## Dataset entries
╭──
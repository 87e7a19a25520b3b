//! Error types for the Agentry domain.
//!
//! Uses `thiserror` for ergonomic error definitions.
//! Each bounded context has its own error variant.

use thiserror::Error;

/// The top-level error type for all Agentry operations.
#[derive(Debug, Error)]
pub enum Error {
    // --- Provider errors ---
    #[error("Provider error: {0}")]
    Provider(#[from] ProviderError),

    // --- Persistence errors ---
    #[error("Store error: {0}")]
    Store(#[from] StoreError),

    // --- Tool errors ---
    #[error("Tool error: {0}")]
    Tool(#[from] ToolError),

    // --- Turn lifecycle errors ---
    #[error("Turn error: {0}")]
    Turn(#[from] TurnError),

    // --- Configuration errors ---
    #[error("Configuration error: {message}")]
    Config { message: String },

    // --- Serialization ---
    #[error("Serialization error: {0}")]
    Serialization(#[from] serde_json::Error),

    // --- Generic ---
    #[error("Internal error: {0}")]
    Internal(String),
}

impl Error {
    /// True when the turn ended because it was stopped, not because something broke.
    pub fn is_stopped(&self) -> bool {
        matches!(
            self,
            Error::Provider(ProviderError::Aborted) | Error::Turn(TurnError::NotRunning)
        )
    }

    /// Authorization / precondition failures are rejected before any state is created.
    pub fn is_precondition(&self) -> bool {
        matches!(
            self,
            Error::Turn(
                TurnError::ConversationBusy(_)
                    | TurnError::ConversationDisabled(_)
                    | TurnError::Forbidden(_)
                    | TurnError::AgentNotFound(_)
                    | TurnError::ContextNotFound(_)
            )
        )
    }
}

/// Result type alias using our Error.
pub type Result<T> = std::result::Result<T, Error>;

/// The message carried by a caught panic payload.
pub fn panic_message(payload: &(dyn std::any::Any + Send)) -> String {
    if let Some(s) = payload.downcast_ref::<&str>() {
        (*s).to_string()
    } else if let Some(s) = payload.downcast_ref::<String>() {
        s.clone()
    } else {
        "unknown panic".to_string()
    }
}

// --- Bounded context errors ---

#[derive(Debug, Clone, Error)]
pub enum ProviderError {
    #[error("API request failed: {message} (status: {status_code})")]
    ApiError {
        status_code: u16,
        message: String,
    },

    #[error("Rate limited by provider, retry after {retry_after_secs}s")]
    RateLimited { retry_after_secs: u64 },

    #[error("Authentication failed: {0}")]
    AuthenticationFailed(String),

    #[error("Model not found: {0}")]
    ModelNotFound(String),

    #[error("Stream interrupted: {0}")]
    StreamInterrupted(String),

    #[error("Provider not configured: {0}")]
    NotConfigured(String),

    #[error("Request timed out: {0}")]
    Timeout(String),

    #[error("Network error: {0}")]
    Network(String),

    #[error("Prompt too large: {prompt_tokens} tokens exceeds limit of {limit}")]
    PromptTooLarge { prompt_tokens: usize, limit: usize },

    #[error("Completion aborted")]
    Aborted,
}

#[derive(Debug, Error)]
pub enum StoreError {
    #[error("{kind} not found: {id}")]
    NotFound { kind: &'static str, id: String },

    #[error("Storage error: {0}")]
    Storage(String),

    #[error("Query failed: {0}")]
    QueryFailed(String),

    #[error("Migration failed: {0}")]
    MigrationFailed(String),
}

#[derive(Debug, Error)]
pub enum ToolError {
    #[error("Tool not found: {0}")]
    NotFound(String),

    #[error("Tool execution failed: {tool_name}: {reason}")]
    ExecutionFailed { tool_name: String, reason: String },

    #[error("Invalid tool arguments: {0}")]
    InvalidArguments(String),

    #[error("Upstream request failed: {0}")]
    Upstream(String),
}

#[derive(Debug, Error)]
pub enum TurnError {
    #[error("Request is not running")]
    NotRunning,

    #[error("Conversation {0} is busy")]
    ConversationBusy(String),

    #[error("Conversation {0} is disabled")]
    ConversationDisabled(String),

    #[error("Forbidden: {0}")]
    Forbidden(String),

    #[error("Agent not found: {0}")]
    AgentNotFound(String),

    #[error("No running request for message {0}")]
    ContextNotFound(String),

    #[error("Invalid agent output: {0}")]
    InvalidOutput(String),
}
╰──
## The problem
Restate exactly, and only, every line from the one that contains "running request for" through the last line of the records.

## Your response
    #[error("No running request for message {0}")]
    ContextNotFound(String),

    #[error("Invalid agent output: {0}")]
    InvalidOutput(String),
}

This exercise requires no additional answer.